The traditional economic model governing engineering education seems to impede a committed approach to emerging e-knowledge markets. This can be partly explained by organisational constraints (student recruitment methods, organisation of teaching staff, syllabus rigidity).

But its primary cause is a relative inability to meet the economic demands of a capalistic approach to new markets for open, virtual, online training.

New technologies are usually implemented as a rather novel add-on to existing teaching methods, and many teachers will publish their lectures on their school's intranet, or set up interactive discussion groups, enabling students to take a more active role in the development of their learning programme.

But rarely do we find genuinely managerial strategies aiming at proper "business models" for specialised engineering courses. Scandinavian and English-speaking countries ( the US, Canada and Australia, chiefly) seem to have taken a lead here, with decidedly proactive strategies.

For example, by 2005 Australia's technical universities expect to be earning half their revenue from "off-shore" programmes targeting the Asian market, with its high demand for distance learning. Closer to home, there is an interesting "virtual campus" initiative in Switzerland, which supports a number of innovative collective projects.

In lifelong education, new ICT-based offers are meeting with considerable success in northern European countries such as Finland and the Netherlands.

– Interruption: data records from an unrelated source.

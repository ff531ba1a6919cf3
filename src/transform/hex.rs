//! Hex transformer.
//!
//! Hashed identifiers almost always travel as hex, so this codec matters
//! most one layer above a hash needle. Casing cannot mix within a single
//! match: "deadBEEF" is two broken halves, not one token.

use async_trait::async_trait;
use regex::Regex;

use super::Transformer;

/// Reversible hex codec over lowercase and/or uppercase variants.
#[derive(Debug)]
pub struct HexTransformer {
    lowercase: bool,
    uppercase: bool,
    lower_matcher: Regex,
    upper_matcher: Regex,
}

impl HexTransformer {
    /// Creates a transformer handling both casings.
    pub fn new() -> Self {
        Self::with_cases(true, true)
    }

    /// Creates a transformer handling only lowercase hex.
    pub fn lowercase_only() -> Self {
        Self::with_cases(true, false)
    }

    /// Creates a transformer handling only uppercase hex.
    pub fn uppercase_only() -> Self {
        Self::with_cases(false, true)
    }

    fn with_cases(lowercase: bool, uppercase: bool) -> Self {
        assert!(lowercase || uppercase, "at least one casing is required");
        Self {
            lowercase,
            uppercase,
            lower_matcher: Regex::new(r"\b(?:[a-f0-9]{2})+\b").expect("pattern is well-formed"),
            upper_matcher: Regex::new(r"\b(?:[A-F0-9]{2})+\b").expect("pattern is well-formed"),
        }
    }

    fn matchers(&self) -> impl Iterator<Item = &Regex> {
        self.lowercase
            .then_some(&self.lower_matcher)
            .into_iter()
            .chain(self.uppercase.then_some(&self.upper_matcher))
    }
}

impl Default for HexTransformer {
    fn default() -> Self {
        Self::new()
    }
}

#[async_trait]
impl Transformer for HexTransformer {
    fn id(&self) -> String {
        "hex".to_string()
    }

    fn reversible(&self) -> bool {
        true
    }

    fn encodings(&self, value: &[u8]) -> Option<Vec<Vec<u8>>> {
        let mut out = Vec::new();
        if self.lowercase {
            out.push(hex::encode(value).into_bytes());
        }
        if self.uppercase {
            out.push(hex::encode_upper(value).into_bytes());
        }
        Some(out)
    }

    async fn extract_decode(&self, haystack: &[u8], min_len: usize) -> Option<Vec<Vec<u8>>> {
        let text = String::from_utf8_lossy(haystack);
        let mut out = Vec::new();
        for matcher in self.matchers() {
            for matched in matcher.find_iter(&text) {
                let token = matched.as_str();
                if token.len() < min_len {
                    continue;
                }
                if let Ok(decoded) = hex::decode(token) {
                    out.push(decoded);
                }
            }
        }
        Some(out)
    }
}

In France, however, the 1971 law on lifelong learning seriously restricts the development of new methods for the transfer of knowledge that cannot conveniently be calibrated in terms of a rigid number of days.

There would appear to be little hope of seeing online markets remunerating engineering education at French technical universities or major engineering schools in the near future. But elsewhere, we note the emergence of a strong trend toward free knowledge sharing, as exemplified by the Open Source community.

The movement toward free online publication of educational content recently received big-name support from the Massachusetts Institute of Technology (MIT). Schools stand to reap important spin-off benefits in terms of research input, publications, recruitment, etc.

We can therefore expect a rush to assert leadership in what looks set to become an important worldwide knowledge market.

Despite definitive moves forward by French businesses and medical schools, France's major grandes écoles engineering schools appear to be treading water. Difficulties would appear to lie in their inability to muster resources to develop competitive projects addressing the emerging open, global market.